TASK GOAL
Look through the data below for the line with "use crate::renderer::camera::CameraBounds;" and the line with "impl Default for", then output those two and all lines in between, exactly as written.

(EXTRACTED MATERIAL)

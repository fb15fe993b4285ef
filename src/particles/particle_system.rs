use crate::error::Result;
use crate::input_manager::PointerSample;
use crate::particles::particle_advance::AdvanceProgram;
use crate::particles::particle_buffers::{ParticleStateStore, SeedPolicy};
use crate::particles::particle_drawer::{ParticleDrawer, TintCycle};
use crate::renderer::camera::CameraBounds;
use crate::renderer::sprite_texture::SpriteTexture;
use crate::renderer::wgpu_context::WgpuContext;
use crate::utils::program_compiler::ProgramSource;

/// Program text for the two particle passes.
pub struct ParticlePrograms {
    pub advance: ProgramSource,
    pub render: ProgramSource,
}

impl Default for ParticlePrograms {
    fn default() -> Self {
        Self {
            advance: AdvanceProgram::builtin_source(),
            render: ParticleDrawer::builtin_source(),
        }
    }
}

/// Particle state plus the two programs operating on it.
pub struct ParticleSystem {
    store: ParticleStateStore,
    advance: AdvanceProgram,
    drawer: ParticleDrawer,
    tint: TintCycle,
}

impl ParticleSystem {
    pub fn new(
        wgpu_context: &WgpuContext,
        particle_count: u32,
        seed: SeedPolicy,
        bounds: &CameraBounds,
        sprite: &SpriteTexture,
        programs: &ParticlePrograms,
    ) -> Result<Self> {
        let store = ParticleStateStore::initialize(wgpu_context, particle_count, seed, bounds)?;
        let advance = AdvanceProgram::new(wgpu_context, &programs.advance, &store, bounds)?;
        let drawer = ParticleDrawer::new(wgpu_context, &programs.render, &store, sprite, bounds)?;

        Ok(Self {
            store,
            advance,
            drawer,
            tint: TintCycle::default(),
        })
    }

    /// Records the advance pass for every particle.
    pub fn advance(&mut self, wgpu_context: &WgpuContext, encoder: &mut wgpu::CommandEncoder, pointer: &PointerSample) {
        self.advance.set_pointer(pointer);
        self.advance.dispatch(wgpu_context, encoder, &self.store);
    }

    /// Makes the buffer written by the last advance the one that is read.
    pub fn swap(&mut self) {
        self.store.swap();
    }

    pub fn update_tint(&mut self, wgpu_context: &WgpuContext) {
        let tint = self.tint.advance();
        self.drawer.set_tint(tint);
        self.drawer.prepare(wgpu_context);
    }

    pub fn draw(&self, render_pass: &mut wgpu::RenderPass) {
        self.drawer.draw(render_pass, &self.store);
    }

    pub fn store(&self) -> &ParticleStateStore {
        &self.store
    }

    pub fn particle_count(&self) -> u32 {
        self.store.particle_count()
    }
}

(End EXTRACTED MATERIAL)

OUTPUT
use crate::renderer::camera::CameraBounds;
use crate::renderer::sprite_texture::SpriteTexture;
use crate::renderer::wgpu_context::WgpuContext;
use crate::utils::program_compiler::ProgramSource;

/// Program text for the two particle passes.
pub struct ParticlePrograms {
    pub advance: ProgramSource,
    pub render: ProgramSource,
}

impl Default for ParticlePrograms {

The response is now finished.